▶ **Collected data entries**:
^^^^

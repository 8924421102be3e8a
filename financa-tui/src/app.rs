use anyhow::Result;
use crossterm::{
    event::{DisableMouseCapture, EnableMouseCapture, Event, EventStream, KeyEventKind},
    execute,
    terminal::{disable_raw_mode, enable_raw_mode, EnterAlternateScreen, LeaveAlternateScreen},
};
use futures::StreamExt;
use ratatui::{backend::CrosstermBackend, Terminal};
use std::sync::Arc;

use crate::background::{data_loader::DataLoader, BackgroundTaskManager};
use crate::cache::TaxonomyCache;
use crate::commands::{executor, handlers};
use crate::hooks::NoHooks;
use crate::input::KeyEvent;
use crate::log_buffer::LogBuffer;
use crate::logging::init_logging_with_buffer;
use crate::settings::Settings;
use crate::state::AppState;
use crate::ui::screens::Screen;
use financa_api::Client;

pub struct App {
    settings: Settings,
}

impl App {
    pub fn new(settings: Settings) -> Self {
        Self { settings }
    }

    pub async fn run(&self) -> Result<()> {
        // Create log buffer before initializing logging
        let log_buffer = LogBuffer::new(5000);
        let _log_path = init_logging_with_buffer(log_buffer.clone())?;

        tracing::info!("financa-tui starting");

        let mut terminal = self.init()?;
        let cache = Arc::new(TaxonomyCache::new().await?);

        let (data_tx, mut data_rx) = tokio::sync::mpsc::unbounded_channel();

        let mut ui_state = AppState::new();
        let mut task_manager = BackgroundTaskManager::new();

        let api_client = Arc::new(Client::new(&self.settings.api_url));
        let data_loader = DataLoader::new(
            api_client.clone(),
            cache.clone(),
            Arc::new(NoHooks),
            data_tx.clone(),
        );

        let mut event_stream = EventStream::new();

        self.init_data(&mut ui_state, &mut task_manager, &data_loader);

        tracing::info!("Entering main event loop");

        let mut interval = tokio::time::interval(std::time::Duration::from_millis(100));
        loop {
            ui_state.expire_toast();

            // Update total_entries for logs screen if active
            if let Screen::Logs(logs_state) = ui_state.current_screen_mut() {
                logs_state.total_entries = log_buffer.len();
            }

            terminal.draw(|f| {
                crate::ui::render_app(f, &ui_state, &log_buffer);
            })?;

            tokio::select! {
                _ = interval.tick() => {
                    if let Some(throbber_state) = ui_state.loading_state() {
                        throbber_state.calc_next();
                    }
                }
                Some(Ok(event)) = event_stream.next() => {
                    match event {
                        Event::Key(key) if matches!(key.kind, KeyEventKind::Press) => {
                            // Don't log when on logs screen to avoid feedback loop
                            let on_logs_screen = matches!(ui_state.current_screen(), Screen::Logs(_));
                            if !on_logs_screen {
                                tracing::debug!("Key press: {:?}", key);
                            }
                            if let Some(command) = handlers::handle_key_input(KeyEvent::from(key), &ui_state) {
                                if !on_logs_screen {
                                    tracing::info!("Executing command: {:?}", command);
                                }
                                executor::execute_command(
                                    command,
                                    &mut ui_state,
                                    &mut task_manager,
                                    &data_loader,
                                );
                            }
                        }
                        _ => {
                            // Ignore other events
                        }
                    }
                }
                Some(data_event) = data_rx.recv() => {
                    tracing::debug!("Received data event: {:?}", data_event);
                    crate::state::reducer::reduce_data_event(&mut ui_state, data_event);
                }
            }

            // Check if we should quit
            if ui_state.should_quit {
                tracing::info!("Quit requested, exiting event loop");
                break;
            }
        }

        tracing::info!("Cleaning up application");

        // Cancel all background data loading tasks
        task_manager.cancel_all();

        self.exit(terminal)?;

        Ok(())
    }

    fn init(&self) -> Result<Terminal<CrosstermBackend<std::io::Stdout>>, std::io::Error> {
        enable_raw_mode()?;
        let mut stdout = std::io::stdout();
        execute!(stdout, EnterAlternateScreen, EnableMouseCapture)?;
        let backend = CrosstermBackend::new(stdout);
        Terminal::new(backend)
    }

    fn init_data(
        &self,
        ui_state: &mut AppState,
        task_manager: &mut BackgroundTaskManager,
        data_loader: &DataLoader,
    ) {
        tracing::info!("Loading category taxonomy");
        executor::execute_command(
            crate::commands::AppCommand::LoadTaxonomy {
                force_refresh: false,
            },
            ui_state,
            task_manager,
            data_loader,
        );
    }

    fn exit(
        &self,
        mut terminal: Terminal<CrosstermBackend<std::io::Stdout>>,
    ) -> Result<(), std::io::Error> {
        disable_raw_mode()?;
        execute!(
            terminal.backend_mut(),
            LeaveAlternateScreen,
            DisableMouseCapture
        )?;
        terminal.show_cursor()?;
        Ok(())
    }
}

^^^^

▶ **TO DO**:
Your answer should be the lines of the records that hold the string "LogBuffer".

▶ **ANSWER**:
use crate::log_buffer::LogBuffer;
        let log_buffer = LogBuffer::new(5000);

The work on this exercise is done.